→ **TASK TO COMPLETE**: In the entries below, how many lines hold the word "token"? Answer with the number only.

(Collected data entries)

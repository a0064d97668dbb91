//! Networking client
//!
//! v2.0 of the networking API: create, delete, show, list and rename for the
//! three basic abstractions (networks, sub-networks and ports), plus show,
//! update, reset and list for per-tenant quotas.

use super::{rand_name, to_query};
use crate::error::Result;
use crate::poll;
use crate::rest::RestClient;
use crate::wire::{Attributes, WireFormat};
use serde_json::{Map, Value};
use std::time::Duration;
use tracing::info;

const URI_PREFIX: &str = "v2.0";

#[derive(Debug)]
pub struct NetworkClient {
    rest: RestClient,
    format: WireFormat,
    build_interval: Duration,
    build_timeout: Duration,
}

impl NetworkClient {
    pub fn new(
        base_url: &str,
        token: &str,
        format: WireFormat,
        build_interval: Duration,
        build_timeout: Duration,
    ) -> Result<Self> {
        Ok(Self {
            rest: RestClient::new(base_url, token)?,
            format,
            build_interval,
            build_timeout,
        })
    }

    // Networks

    pub async fn create_network(&self, name: Option<&str>) -> Result<Attributes> {
        let name = name.map(str::to_string).unwrap_or_else(|| rand_name("network"));
        let mut body = Map::new();
        body.insert("name".to_string(), Value::String(name.clone()));

        let payload = self.format.encode("network", &body)?;
        let response = self
            .rest
            .post(
                &format!("{}/networks", URI_PREFIX),
                self.format.content_type(),
                payload,
                ("network", &name),
            )
            .await?;
        let network = self.format.decode("network", &response.body)?;
        info!("Created network {}", name);
        Ok(network)
    }

    pub async fn show_network(&self, network_id: &str) -> Result<Attributes> {
        let response = self
            .rest
            .get(
                &format!("{}/networks/{}", URI_PREFIX, network_id),
                &[],
                ("network", network_id),
            )
            .await?;
        self.format.decode("network", &response.body)
    }

    pub async fn delete_network(&self, network_id: &str) -> Result<()> {
        self.rest
            .delete(
                &format!("{}/networks/{}", URI_PREFIX, network_id),
                ("network", network_id),
            )
            .await?;
        Ok(())
    }

    pub async fn list_networks(&self, filters: &[(&str, &str)]) -> Result<Vec<Attributes>> {
        let response = self
            .rest
            .get(
                &format!("{}/networks", URI_PREFIX),
                &to_query(filters),
                ("networks", ""),
            )
            .await?;
        self.format
            .decode_list("networks", "network", &response.body)
    }

    pub async fn update_network(&self, network_id: &str, new_name: &str) -> Result<Attributes> {
        self.rename("networks", "network", network_id, new_name).await
    }

    // Subnets

    pub async fn create_subnet(&self, network_id: &str, cidr: &str) -> Result<Attributes> {
        let mut body = Map::new();
        body.insert("ip_version".to_string(), Value::Number(4.into()));
        body.insert(
            "network_id".to_string(),
            Value::String(network_id.to_string()),
        );
        body.insert("cidr".to_string(), Value::String(cidr.to_string()));

        let payload = self.format.encode("subnet", &body)?;
        let response = self
            .rest
            .post(
                &format!("{}/subnets", URI_PREFIX),
                self.format.content_type(),
                payload,
                ("subnet", ""),
            )
            .await?;
        let subnet = self.format.decode("subnet", &response.body)?;
        info!("Created subnet {} on network {}", cidr, network_id);
        Ok(subnet)
    }

    pub async fn show_subnet(&self, subnet_id: &str) -> Result<Attributes> {
        let response = self
            .rest
            .get(
                &format!("{}/subnets/{}", URI_PREFIX, subnet_id),
                &[],
                ("subnet", subnet_id),
            )
            .await?;
        self.format.decode("subnet", &response.body)
    }

    pub async fn delete_subnet(&self, subnet_id: &str) -> Result<()> {
        self.rest
            .delete(
                &format!("{}/subnets/{}", URI_PREFIX, subnet_id),
                ("subnet", subnet_id),
            )
            .await?;
        Ok(())
    }

    pub async fn list_subnets(&self, filters: &[(&str, &str)]) -> Result<Vec<Attributes>> {
        let response = self
            .rest
            .get(
                &format!("{}/subnets", URI_PREFIX),
                &to_query(filters),
                ("subnets", ""),
            )
            .await?;
        self.format.decode_list("subnets", "subnet", &response.body)
    }

    pub async fn update_subnet(&self, subnet_id: &str, new_name: &str) -> Result<Attributes> {
        self.rename("subnets", "subnet", subnet_id, new_name).await
    }

    // Ports

    pub async fn create_port(&self, network_id: &str, admin_state_up: bool) -> Result<Attributes> {
        let mut body = Map::new();
        body.insert(
            "network_id".to_string(),
            Value::String(network_id.to_string()),
        );
        body.insert("admin_state_up".to_string(), Value::Bool(admin_state_up));

        let payload = self.format.encode("port", &body)?;
        let response = self
            .rest
            .post(
                &format!("{}/ports", URI_PREFIX),
                self.format.content_type(),
                payload,
                ("port", ""),
            )
            .await?;
        let port = self.format.decode("port", &response.body)?;
        info!("Created port on network {}", network_id);
        Ok(port)
    }

    pub async fn show_port(&self, port_id: &str) -> Result<Attributes> {
        let response = self
            .rest
            .get(
                &format!("{}/ports/{}", URI_PREFIX, port_id),
                &[],
                ("port", port_id),
            )
            .await?;
        self.format.decode("port", &response.body)
    }

    pub async fn delete_port(&self, port_id: &str) -> Result<()> {
        self.rest
            .delete(&format!("{}/ports/{}", URI_PREFIX, port_id), ("port", port_id))
            .await?;
        Ok(())
    }

    pub async fn list_ports(&self, filters: &[(&str, &str)]) -> Result<Vec<Attributes>> {
        let response = self
            .rest
            .get(
                &format!("{}/ports", URI_PREFIX),
                &to_query(filters),
                ("ports", ""),
            )
            .await?;
        self.format.decode_list("ports", "port", &response.body)
    }

    pub async fn update_port(&self, port_id: &str, new_name: &str) -> Result<Attributes> {
        self.rename("ports", "port", port_id, new_name).await
    }

    // Quotas

    /// Set per-tenant quota values; returns the quota map the service
    /// reports back.
    pub async fn update_quotas(
        &self,
        tenant_id: &str,
        quotas: Attributes,
    ) -> Result<Attributes> {
        let payload = self.format.encode("quota", &quotas)?;
        let response = self
            .rest
            .put(
                &format!("{}/quotas/{}", URI_PREFIX, tenant_id),
                self.format.content_type(),
                payload,
                ("quota", tenant_id),
            )
            .await?;
        self.format.decode("quota", &response.body)
    }

    pub async fn show_quotas(&self, tenant_id: &str) -> Result<Attributes> {
        let response = self
            .rest
            .get(
                &format!("{}/quotas/{}", URI_PREFIX, tenant_id),
                &[],
                ("quota", tenant_id),
            )
            .await?;
        self.format.decode("quota", &response.body)
    }

    /// Reset the tenant's quotas back to defaults.
    pub async fn reset_quotas(&self, tenant_id: &str) -> Result<()> {
        self.rest
            .delete(
                &format!("{}/quotas/{}", URI_PREFIX, tenant_id),
                ("quota", tenant_id),
            )
            .await?;
        Ok(())
    }

    pub async fn list_quotas(&self) -> Result<Vec<Attributes>> {
        let response = self
            .rest
            .get(&format!("{}/quotas", URI_PREFIX), &[], ("quotas", ""))
            .await?;
        self.format.decode_list("quotas", "quota", &response.body)
    }

    // Deletion polling for the fixture teardown

    pub async fn wait_for_network_deletion(&self, network_id: &str) -> Result<()> {
        poll::wait_for_deletion(
            || self.show_network(network_id),
            self.build_interval,
            self.build_timeout,
            &format!("network {}", network_id),
        )
        .await
    }

    pub async fn wait_for_subnet_deletion(&self, subnet_id: &str) -> Result<()> {
        poll::wait_for_deletion(
            || self.show_subnet(subnet_id),
            self.build_interval,
            self.build_timeout,
            &format!("subnet {}", subnet_id),
        )
        .await
    }

    pub async fn wait_for_port_deletion(&self, port_id: &str) -> Result<()> {
        poll::wait_for_deletion(
            || self.show_port(port_id),
            self.build_interval,
            self.build_timeout,
            &format!("port {}", port_id),
        )
        .await
    }

    async fn rename(
        &self,
        collection: &str,
        root: &str,
        id: &str,
        new_name: &str,
    ) -> Result<Attributes> {
        let mut body = Map::new();
        body.insert("name".to_string(), Value::String(new_name.to_string()));
        let payload = self.format.encode(root, &body)?;
        let response = self
            .rest
            .put(
                &format!("{}/{}/{}", URI_PREFIX, collection, id),
                self.format.content_type(),
                payload,
                (root, id),
            )
            .await?;
        self.format.decode(root, &response.body)
    }
}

→ **SOLUTION FOR THIS TASK**: 2